The response must contain every line from the records below that has "result".

※

#[cfg(test)]
mod tests {
    use super::*;
    use crate::issuance::MockIssuanceClient;
    use crate::testutil::TestCa;
    use openssl::x509::X509Req;
    use std::sync::Arc;

    fn mock_pki(ca: Arc<TestCa>) -> MockIssuanceClient {
        let mut client = MockIssuanceClient::new();
        let root_pem = ca.certificate_pem();
        client
            .expect_fetch_root_certificate()
            .times(1)
            .returning(move || Ok(root_pem.clone()));
        client
            .expect_sign_csr()
            .times(1)
            .returning(move |csr| Ok(ca.sign_csr_pem(csr)));
        client
    }

    #[tokio::test]
    async fn test_bootstrap_persists_and_reuses_material() {
        let dir = tempfile::tempdir().unwrap();
        let ca = Arc::new(TestCa::new("WirePact Test CA"));
        let store = KeyStore::new(dir.path(), "k8s basic auth translator");

        // 首次引导：下载根证书，生成私钥，提交一次 CSR
        let first = store.bootstrap(&mock_pki(ca.clone())).await.unwrap();
        assert!(store.is_complete());

        // 再次引导：不应产生任何网络调用
        let mut offline = MockIssuanceClient::new();
        offline.expect_fetch_root_certificate().times(0);
        offline.expect_sign_csr().times(0);
        let second = store.bootstrap(&offline).await.unwrap();

        assert_eq!(first.chain_and_thumbprint(), second.chain_and_thumbprint());
        assert!(first
            .private_key()
            .public_eq(second.private_key()));
    }

    #[tokio::test]
    async fn test_bootstrap_fails_when_pki_unreachable() {
        let dir = tempfile::tempdir().unwrap();
        let mut client = MockIssuanceClient::new();
        client
            .expect_fetch_root_certificate()
            .returning(|| Err(Error::Network("connection refused".to_string())));

        let store = KeyStore::new(dir.path(), "translator");
        let result = store.bootstrap(&client).await;
        assert!(matches!(result, Err(Error::Network(_))));
        assert!(!dir.path().join(CA_FILENAME).exists());
    }

    #[tokio::test]
    async fn test_bootstrap_rejects_unparsable_root() {
        let dir = tempfile::tempdir().unwrap();
        std::fs::write(dir.path().join(CA_FILENAME), b"not a certificate").unwrap();

        let client = MockIssuanceClient::new();
        let store = KeyStore::new(dir.path(), "translator");
        assert!(matches!(
            store.bootstrap(&client).await,
            Err(Error::Pki(_))
        ));
    }

    #[tokio::test]
    async fn test_bootstrap_rejects_certificate_from_foreign_ca() {
        let dir = tempfile::tempdir().unwrap();
        let trusted = TestCa::new("Trusted CA");
        let foreign = Arc::new(TestCa::new("Foreign CA"));

        std::fs::write(dir.path().join(CA_FILENAME), trusted.certificate_pem()).unwrap();
        let mut client = MockIssuanceClient::new();
        client
            .expect_sign_csr()
            .returning(move |csr| Ok(foreign.sign_csr_pem(csr)));

        let store = KeyStore::new(dir.path(), "translator");
        assert!(matches!(
            store.bootstrap(&client).await,
            Err(Error::Bootstrap(_))
        ));
        assert!(!dir.path().join(CERT_FILENAME).exists());
    }

    #[tokio::test]
    async fn test_bad_pki_response_is_not_persisted() {
        let dir = tempfile::tempdir().unwrap();
        let ca = Arc::new(TestCa::new("WirePact Test CA"));
        let store = KeyStore::new(dir.path(), "translator");

        let mut broken = MockIssuanceClient::new();
        let root_pem = ca.certificate_pem();
        broken
            .expect_fetch_root_certificate()
            .times(1)
            .returning(move || Ok(root_pem.clone()));
        broken
            .expect_sign_csr()
            .times(1)
            .returning(|_| Ok(b"<html>oops</html>".to_vec()));
        assert!(matches!(store.bootstrap(&broken).await, Err(Error::Pki(_))));
        assert!(!dir.path().join(CERT_FILENAME).exists());

        // 根证书和私钥已保存，恢复后只需要再提交一次 CSR
        let mut recovered = MockIssuanceClient::new();
        recovered.expect_fetch_root_certificate().times(0);
        recovered
            .expect_sign_csr()
            .times(1)
            .returning(move |csr| Ok(ca.sign_csr_pem(csr)));
        store.bootstrap(&recovered).await.unwrap();
        assert!(store.is_complete());
    }

    #[tokio::test]
    async fn test_unparsable_root_from_pki_is_not_persisted() {
        let dir = tempfile::tempdir().unwrap();
        let mut client = MockIssuanceClient::new();
        client
            .expect_fetch_root_certificate()
            .returning(|| Ok(b"<html>maintenance</html>".to_vec()));

        let store = KeyStore::new(dir.path(), "translator");
        assert!(matches!(store.bootstrap(&client).await, Err(Error::Pki(_))));
        assert!(!dir.path().join(CA_FILENAME).exists());
    }

    #[tokio::test]
    async fn test_load_reads_persisted_material_only() {
        let dir = tempfile::tempdir().unwrap();
        let ca = Arc::new(TestCa::new("WirePact Test CA"));
        let store = KeyStore::new(dir.path(), "translator");
        assert!(matches!(store.load().await, Err(Error::Io(_))));

        let bootstrapped = store.bootstrap(&mock_pki(ca)).await.unwrap();
        let loaded = store.load().await.unwrap();
        assert_eq!(
            bootstrapped.chain_and_thumbprint(),
            loaded.chain_and_thumbprint()
        );
    }

    #[cfg(unix)]
    #[tokio::test]
    async fn test_private_key_is_owner_only() {
        use std::os::unix::fs::PermissionsExt;

        let dir = tempfile::tempdir().unwrap();
        let ca = Arc::new(TestCa::new("WirePact Test CA"));
        KeyStore::new(dir.path(), "translator")
            .bootstrap(&mock_pki(ca))
            .await
            .unwrap();

        let mode = std::fs::metadata(dir.path().join(KEY_FILENAME))
            .unwrap()
            .permissions()
            .mode();
        assert_eq!(mode & 0o777, 0o600);
    }

    #[test]
    fn test_csr_subject_and_signature() {
        let key = PKey::from_rsa(Rsa::generate(RSA_KEY_BITS).unwrap()).unwrap();
        let store = KeyStore::new(".", "k8s basic auth translator");
        let csr = X509Req::from_pem(&store.create_csr(&key).unwrap()).unwrap();

        assert!(csr.verify(&key).unwrap());
        let organizations: Vec<String> = csr
            .subject_name()
            .entries_by_nid(Nid::ORGANIZATIONNAME)
            .map(|e| e.data().as_utf8().unwrap().to_string())
            .collect();
        assert_eq!(organizations, vec!["WirePact PKI", "K8s Basic Auth Translator"]);
    }

    #[test]
    fn test_key_material_rejects_mismatched_key() {
        let ca = TestCa::new("WirePact Test CA");
        let material = ca.issue_key_material("translator");
        let other_key = PKey::from_rsa(Rsa::generate(RSA_KEY_BITS).unwrap()).unwrap();

        let result = KeyMaterial::from_parts(
            other_key,
            material.certificate().to_owned(),
            material.trusted_root().to_owned(),
        );
        assert!(matches!(result, Err(Error::Pki(_))));
    }

    #[test]
    fn test_thumbprint_matches_leaf_der() {
        let ca = TestCa::new("WirePact Test CA");
        let material = ca.issue_key_material("translator");
        let (chain, thumbprint) = material.chain_and_thumbprint();

        assert_eq!(chain.len(), 2);
        let leaf_der = STANDARD.decode(&chain[0]).unwrap();
        assert_eq!(STANDARD.encode(sha256(&leaf_der)), thumbprint);
        assert_eq!(
            STANDARD.decode(&chain[1]).unwrap(),
            material.trusted_root().to_der().unwrap()
        );
    }
}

※

• **Task response**:
        let result = store.bootstrap(&client).await;
        assert!(matches!(result, Err(Error::Network(_))));
        let result = KeyMaterial::from_parts(
        assert!(matches!(result, Err(Error::Pki(_))));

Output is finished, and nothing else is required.